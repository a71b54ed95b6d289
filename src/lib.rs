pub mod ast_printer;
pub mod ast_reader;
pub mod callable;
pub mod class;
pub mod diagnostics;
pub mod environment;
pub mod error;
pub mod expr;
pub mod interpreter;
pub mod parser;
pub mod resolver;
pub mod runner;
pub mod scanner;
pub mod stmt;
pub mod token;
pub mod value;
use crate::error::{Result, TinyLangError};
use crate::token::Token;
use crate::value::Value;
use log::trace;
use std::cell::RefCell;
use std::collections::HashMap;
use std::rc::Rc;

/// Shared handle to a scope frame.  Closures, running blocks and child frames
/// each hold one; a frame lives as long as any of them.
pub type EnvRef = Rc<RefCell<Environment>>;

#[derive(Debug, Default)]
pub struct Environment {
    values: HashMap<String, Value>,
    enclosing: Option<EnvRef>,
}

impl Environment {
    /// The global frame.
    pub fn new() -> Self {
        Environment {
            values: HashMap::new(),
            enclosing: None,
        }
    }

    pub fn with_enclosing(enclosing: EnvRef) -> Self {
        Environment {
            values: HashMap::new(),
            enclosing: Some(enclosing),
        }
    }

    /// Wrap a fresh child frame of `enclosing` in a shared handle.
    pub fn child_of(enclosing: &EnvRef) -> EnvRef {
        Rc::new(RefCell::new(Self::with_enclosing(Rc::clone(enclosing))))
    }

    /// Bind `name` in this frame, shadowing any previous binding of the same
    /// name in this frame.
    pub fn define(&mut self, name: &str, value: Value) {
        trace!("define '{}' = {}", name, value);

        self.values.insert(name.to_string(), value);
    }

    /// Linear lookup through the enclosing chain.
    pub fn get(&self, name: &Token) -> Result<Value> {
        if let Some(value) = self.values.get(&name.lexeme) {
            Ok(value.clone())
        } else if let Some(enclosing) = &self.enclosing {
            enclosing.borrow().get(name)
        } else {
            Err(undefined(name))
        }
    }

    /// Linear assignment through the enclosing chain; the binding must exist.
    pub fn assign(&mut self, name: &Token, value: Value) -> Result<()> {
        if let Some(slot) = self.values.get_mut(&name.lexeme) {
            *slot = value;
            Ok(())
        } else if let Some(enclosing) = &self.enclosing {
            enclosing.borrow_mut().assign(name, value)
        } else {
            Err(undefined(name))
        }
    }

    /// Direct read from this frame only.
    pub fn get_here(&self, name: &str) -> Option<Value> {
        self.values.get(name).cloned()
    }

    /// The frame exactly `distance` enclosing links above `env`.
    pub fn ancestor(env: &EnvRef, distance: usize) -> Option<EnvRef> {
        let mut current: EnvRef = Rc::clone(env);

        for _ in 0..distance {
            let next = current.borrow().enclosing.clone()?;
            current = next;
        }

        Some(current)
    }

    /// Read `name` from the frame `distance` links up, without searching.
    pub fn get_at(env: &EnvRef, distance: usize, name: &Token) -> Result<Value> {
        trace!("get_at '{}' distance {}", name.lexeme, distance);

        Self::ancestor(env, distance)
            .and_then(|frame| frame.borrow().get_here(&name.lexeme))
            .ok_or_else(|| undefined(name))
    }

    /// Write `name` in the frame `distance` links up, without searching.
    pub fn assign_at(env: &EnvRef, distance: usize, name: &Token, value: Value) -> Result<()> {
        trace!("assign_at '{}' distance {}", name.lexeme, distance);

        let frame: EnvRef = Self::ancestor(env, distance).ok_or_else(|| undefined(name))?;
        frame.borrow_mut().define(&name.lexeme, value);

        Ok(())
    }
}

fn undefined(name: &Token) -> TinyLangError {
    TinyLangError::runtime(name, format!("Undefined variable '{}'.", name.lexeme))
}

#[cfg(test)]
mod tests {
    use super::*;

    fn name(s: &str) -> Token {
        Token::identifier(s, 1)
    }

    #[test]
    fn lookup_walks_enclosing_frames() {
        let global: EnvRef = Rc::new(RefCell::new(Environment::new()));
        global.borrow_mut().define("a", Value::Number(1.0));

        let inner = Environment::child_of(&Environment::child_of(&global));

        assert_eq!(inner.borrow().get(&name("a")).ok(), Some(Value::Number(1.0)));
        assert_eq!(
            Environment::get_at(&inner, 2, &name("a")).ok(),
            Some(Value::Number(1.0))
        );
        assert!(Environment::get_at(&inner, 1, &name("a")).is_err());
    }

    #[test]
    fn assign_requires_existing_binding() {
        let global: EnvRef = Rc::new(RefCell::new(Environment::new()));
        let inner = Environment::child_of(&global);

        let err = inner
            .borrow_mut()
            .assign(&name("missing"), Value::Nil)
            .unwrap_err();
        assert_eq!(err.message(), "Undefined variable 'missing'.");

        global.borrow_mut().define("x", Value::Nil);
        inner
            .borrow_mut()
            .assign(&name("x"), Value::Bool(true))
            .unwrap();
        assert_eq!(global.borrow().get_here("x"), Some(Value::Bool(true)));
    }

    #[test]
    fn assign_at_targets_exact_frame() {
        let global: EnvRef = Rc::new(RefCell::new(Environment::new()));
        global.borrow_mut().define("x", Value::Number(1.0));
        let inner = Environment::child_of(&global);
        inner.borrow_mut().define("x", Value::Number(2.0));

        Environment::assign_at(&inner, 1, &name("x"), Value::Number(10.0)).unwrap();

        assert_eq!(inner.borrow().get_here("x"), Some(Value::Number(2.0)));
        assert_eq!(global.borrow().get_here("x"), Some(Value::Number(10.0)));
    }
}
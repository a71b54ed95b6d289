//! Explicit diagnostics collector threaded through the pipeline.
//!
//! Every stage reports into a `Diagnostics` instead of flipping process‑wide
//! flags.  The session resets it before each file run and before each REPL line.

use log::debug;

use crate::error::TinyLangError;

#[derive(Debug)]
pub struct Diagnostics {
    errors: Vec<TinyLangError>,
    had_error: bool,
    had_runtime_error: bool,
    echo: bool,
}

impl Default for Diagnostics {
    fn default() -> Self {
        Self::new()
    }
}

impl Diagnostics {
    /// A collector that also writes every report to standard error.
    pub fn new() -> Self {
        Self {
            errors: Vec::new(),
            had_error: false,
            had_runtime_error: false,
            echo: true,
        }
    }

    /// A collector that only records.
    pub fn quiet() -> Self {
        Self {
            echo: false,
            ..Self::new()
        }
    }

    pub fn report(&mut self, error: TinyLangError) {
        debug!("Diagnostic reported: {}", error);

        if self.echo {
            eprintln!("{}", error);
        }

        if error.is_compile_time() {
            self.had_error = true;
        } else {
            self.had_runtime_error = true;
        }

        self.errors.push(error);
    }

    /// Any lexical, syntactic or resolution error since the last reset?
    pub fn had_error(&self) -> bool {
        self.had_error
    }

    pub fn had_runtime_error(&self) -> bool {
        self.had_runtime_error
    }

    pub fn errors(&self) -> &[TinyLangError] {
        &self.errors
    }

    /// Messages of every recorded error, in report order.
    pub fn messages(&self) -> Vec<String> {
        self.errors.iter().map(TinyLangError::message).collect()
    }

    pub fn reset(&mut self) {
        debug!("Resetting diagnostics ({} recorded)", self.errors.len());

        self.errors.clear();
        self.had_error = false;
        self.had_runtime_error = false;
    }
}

═══

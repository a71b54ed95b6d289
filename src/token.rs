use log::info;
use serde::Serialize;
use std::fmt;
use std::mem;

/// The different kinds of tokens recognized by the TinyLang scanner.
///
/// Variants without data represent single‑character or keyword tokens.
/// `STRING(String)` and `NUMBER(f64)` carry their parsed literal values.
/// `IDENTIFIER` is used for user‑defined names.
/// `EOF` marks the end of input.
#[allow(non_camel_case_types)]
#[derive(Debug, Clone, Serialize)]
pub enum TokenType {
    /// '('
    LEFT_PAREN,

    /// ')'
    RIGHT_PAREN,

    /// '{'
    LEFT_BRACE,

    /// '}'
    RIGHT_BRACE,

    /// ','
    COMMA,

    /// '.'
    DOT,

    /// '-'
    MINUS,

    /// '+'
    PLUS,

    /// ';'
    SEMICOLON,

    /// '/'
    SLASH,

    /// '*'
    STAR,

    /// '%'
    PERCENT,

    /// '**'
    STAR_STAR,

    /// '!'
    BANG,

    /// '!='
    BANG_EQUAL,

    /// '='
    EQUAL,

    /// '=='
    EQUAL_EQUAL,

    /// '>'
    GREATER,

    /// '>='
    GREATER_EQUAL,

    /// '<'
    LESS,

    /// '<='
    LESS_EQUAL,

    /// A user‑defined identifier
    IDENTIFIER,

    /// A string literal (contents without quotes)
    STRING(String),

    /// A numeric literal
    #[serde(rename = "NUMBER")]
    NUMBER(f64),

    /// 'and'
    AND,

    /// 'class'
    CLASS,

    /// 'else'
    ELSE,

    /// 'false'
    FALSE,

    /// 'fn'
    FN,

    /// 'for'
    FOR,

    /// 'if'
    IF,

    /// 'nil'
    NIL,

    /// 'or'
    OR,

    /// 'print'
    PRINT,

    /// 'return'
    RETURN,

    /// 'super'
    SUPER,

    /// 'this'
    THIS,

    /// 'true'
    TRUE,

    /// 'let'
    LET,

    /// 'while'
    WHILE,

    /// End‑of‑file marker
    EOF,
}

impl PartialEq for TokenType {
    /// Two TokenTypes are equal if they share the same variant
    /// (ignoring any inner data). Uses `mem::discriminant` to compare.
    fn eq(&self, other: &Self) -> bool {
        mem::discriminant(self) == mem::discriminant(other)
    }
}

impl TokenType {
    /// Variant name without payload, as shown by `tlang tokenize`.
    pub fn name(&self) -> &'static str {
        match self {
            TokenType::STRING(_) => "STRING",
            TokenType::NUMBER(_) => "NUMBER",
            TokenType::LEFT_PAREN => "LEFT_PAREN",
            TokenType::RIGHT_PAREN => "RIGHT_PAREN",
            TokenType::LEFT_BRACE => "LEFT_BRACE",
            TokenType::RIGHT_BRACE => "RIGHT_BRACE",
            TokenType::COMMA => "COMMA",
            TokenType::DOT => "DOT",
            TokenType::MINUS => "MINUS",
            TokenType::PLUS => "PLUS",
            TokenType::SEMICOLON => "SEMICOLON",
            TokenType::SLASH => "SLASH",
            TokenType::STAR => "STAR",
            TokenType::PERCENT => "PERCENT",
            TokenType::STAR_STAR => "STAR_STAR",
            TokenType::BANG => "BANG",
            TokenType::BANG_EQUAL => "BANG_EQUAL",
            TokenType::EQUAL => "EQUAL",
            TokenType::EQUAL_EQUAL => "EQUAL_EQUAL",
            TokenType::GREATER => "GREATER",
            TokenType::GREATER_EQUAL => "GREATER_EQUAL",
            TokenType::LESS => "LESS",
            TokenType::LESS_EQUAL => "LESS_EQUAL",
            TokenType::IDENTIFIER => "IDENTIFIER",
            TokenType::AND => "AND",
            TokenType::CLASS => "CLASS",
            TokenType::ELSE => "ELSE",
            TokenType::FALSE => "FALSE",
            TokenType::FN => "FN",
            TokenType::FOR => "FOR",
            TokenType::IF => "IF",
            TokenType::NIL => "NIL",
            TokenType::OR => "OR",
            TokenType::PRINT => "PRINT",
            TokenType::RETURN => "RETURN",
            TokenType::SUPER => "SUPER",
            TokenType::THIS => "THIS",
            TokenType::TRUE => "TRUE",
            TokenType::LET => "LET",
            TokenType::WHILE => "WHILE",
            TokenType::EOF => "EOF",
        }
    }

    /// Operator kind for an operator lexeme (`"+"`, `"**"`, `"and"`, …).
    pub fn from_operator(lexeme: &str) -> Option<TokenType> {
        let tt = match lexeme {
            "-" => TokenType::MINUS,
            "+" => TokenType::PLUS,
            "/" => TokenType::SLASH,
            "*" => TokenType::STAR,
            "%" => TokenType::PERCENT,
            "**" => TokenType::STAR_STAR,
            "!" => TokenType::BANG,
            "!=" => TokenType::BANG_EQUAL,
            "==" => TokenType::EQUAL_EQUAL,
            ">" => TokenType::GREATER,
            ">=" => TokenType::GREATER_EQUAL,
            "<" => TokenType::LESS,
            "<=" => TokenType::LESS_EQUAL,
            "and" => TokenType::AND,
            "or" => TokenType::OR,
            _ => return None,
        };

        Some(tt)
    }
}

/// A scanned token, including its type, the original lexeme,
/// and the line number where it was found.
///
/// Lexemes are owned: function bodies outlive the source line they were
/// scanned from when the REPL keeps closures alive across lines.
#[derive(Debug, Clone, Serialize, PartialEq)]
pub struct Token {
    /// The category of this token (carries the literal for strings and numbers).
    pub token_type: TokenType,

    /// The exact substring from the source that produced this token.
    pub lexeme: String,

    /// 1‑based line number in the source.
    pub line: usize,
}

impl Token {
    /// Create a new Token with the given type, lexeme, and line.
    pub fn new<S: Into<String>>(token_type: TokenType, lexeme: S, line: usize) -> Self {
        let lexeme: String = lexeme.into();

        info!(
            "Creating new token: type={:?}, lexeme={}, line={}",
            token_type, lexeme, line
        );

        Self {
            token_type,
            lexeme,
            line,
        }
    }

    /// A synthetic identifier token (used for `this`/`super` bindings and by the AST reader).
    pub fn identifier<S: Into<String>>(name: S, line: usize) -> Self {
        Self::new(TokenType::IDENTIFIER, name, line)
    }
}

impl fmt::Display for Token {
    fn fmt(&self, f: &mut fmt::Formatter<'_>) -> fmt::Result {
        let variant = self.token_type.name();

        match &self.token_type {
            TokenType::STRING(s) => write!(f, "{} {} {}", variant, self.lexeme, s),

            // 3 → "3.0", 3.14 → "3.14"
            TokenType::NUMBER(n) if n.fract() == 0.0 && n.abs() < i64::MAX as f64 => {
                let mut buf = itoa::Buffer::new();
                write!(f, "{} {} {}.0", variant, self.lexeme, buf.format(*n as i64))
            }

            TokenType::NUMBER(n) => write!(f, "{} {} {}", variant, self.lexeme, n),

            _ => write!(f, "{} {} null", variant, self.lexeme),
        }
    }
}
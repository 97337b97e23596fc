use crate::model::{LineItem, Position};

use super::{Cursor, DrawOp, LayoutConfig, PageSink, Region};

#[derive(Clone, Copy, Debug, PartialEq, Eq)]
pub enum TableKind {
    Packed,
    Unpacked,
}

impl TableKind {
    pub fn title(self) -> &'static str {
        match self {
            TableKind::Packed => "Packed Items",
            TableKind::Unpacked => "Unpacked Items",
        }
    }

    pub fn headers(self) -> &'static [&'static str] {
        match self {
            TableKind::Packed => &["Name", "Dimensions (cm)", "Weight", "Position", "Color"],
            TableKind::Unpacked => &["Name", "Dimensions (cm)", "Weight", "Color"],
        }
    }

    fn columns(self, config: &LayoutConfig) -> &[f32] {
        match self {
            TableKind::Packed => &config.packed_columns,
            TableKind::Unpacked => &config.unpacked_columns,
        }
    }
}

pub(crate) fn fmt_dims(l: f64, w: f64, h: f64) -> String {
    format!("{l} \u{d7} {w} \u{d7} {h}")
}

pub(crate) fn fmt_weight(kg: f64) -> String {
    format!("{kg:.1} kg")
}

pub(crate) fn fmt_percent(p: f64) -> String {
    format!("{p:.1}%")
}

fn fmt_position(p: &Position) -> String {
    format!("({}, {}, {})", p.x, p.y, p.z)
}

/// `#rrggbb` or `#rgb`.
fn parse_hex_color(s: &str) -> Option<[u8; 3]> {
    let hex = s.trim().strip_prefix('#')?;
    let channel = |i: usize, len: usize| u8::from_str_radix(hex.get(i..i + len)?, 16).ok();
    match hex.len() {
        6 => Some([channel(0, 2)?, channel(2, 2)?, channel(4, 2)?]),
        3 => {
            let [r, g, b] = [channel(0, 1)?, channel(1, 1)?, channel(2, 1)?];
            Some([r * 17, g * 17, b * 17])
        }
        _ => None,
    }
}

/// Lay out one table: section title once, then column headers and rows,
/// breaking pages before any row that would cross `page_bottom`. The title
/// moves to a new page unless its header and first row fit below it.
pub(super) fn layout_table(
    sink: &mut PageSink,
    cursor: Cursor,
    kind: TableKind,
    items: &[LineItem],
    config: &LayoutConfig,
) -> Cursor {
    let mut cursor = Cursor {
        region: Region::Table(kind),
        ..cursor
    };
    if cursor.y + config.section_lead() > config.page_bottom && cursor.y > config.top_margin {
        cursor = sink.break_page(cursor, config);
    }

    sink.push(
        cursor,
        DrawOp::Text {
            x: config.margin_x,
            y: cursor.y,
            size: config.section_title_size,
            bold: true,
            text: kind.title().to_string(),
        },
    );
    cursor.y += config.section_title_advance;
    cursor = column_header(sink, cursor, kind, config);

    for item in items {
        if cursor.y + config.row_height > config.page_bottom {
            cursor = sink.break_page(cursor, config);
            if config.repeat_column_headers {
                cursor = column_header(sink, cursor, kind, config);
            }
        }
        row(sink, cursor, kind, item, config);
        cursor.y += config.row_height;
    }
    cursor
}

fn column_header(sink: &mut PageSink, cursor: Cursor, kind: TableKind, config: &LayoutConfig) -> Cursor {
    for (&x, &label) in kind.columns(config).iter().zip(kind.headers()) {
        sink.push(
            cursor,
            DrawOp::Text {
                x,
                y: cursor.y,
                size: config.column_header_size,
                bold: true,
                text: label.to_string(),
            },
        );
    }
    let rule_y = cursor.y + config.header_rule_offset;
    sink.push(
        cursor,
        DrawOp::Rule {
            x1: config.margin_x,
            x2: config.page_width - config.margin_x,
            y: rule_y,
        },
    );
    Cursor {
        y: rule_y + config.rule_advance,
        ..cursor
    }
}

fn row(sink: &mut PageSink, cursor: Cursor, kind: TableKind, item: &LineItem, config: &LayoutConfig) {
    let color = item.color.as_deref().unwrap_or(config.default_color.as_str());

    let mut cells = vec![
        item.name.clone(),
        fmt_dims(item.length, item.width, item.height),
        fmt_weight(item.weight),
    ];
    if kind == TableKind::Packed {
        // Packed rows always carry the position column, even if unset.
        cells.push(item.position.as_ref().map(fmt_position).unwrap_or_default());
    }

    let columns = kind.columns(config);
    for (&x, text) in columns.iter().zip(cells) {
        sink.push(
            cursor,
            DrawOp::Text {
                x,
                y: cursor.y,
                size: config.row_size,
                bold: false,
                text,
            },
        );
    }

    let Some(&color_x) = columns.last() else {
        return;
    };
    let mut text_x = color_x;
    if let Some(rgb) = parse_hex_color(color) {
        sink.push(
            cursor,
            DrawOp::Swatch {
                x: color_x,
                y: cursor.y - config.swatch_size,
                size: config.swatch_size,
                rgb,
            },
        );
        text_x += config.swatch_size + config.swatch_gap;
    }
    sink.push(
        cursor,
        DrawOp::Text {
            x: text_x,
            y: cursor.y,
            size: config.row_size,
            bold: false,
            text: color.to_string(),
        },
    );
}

═══

• [Exercise description] Check the listing above for lines containing the string "last", and copy each one.

• [Task response]
    /// Any lexical, syntactic or resolution error since the last reset?
    let Some(&color_x) = columns.last() else {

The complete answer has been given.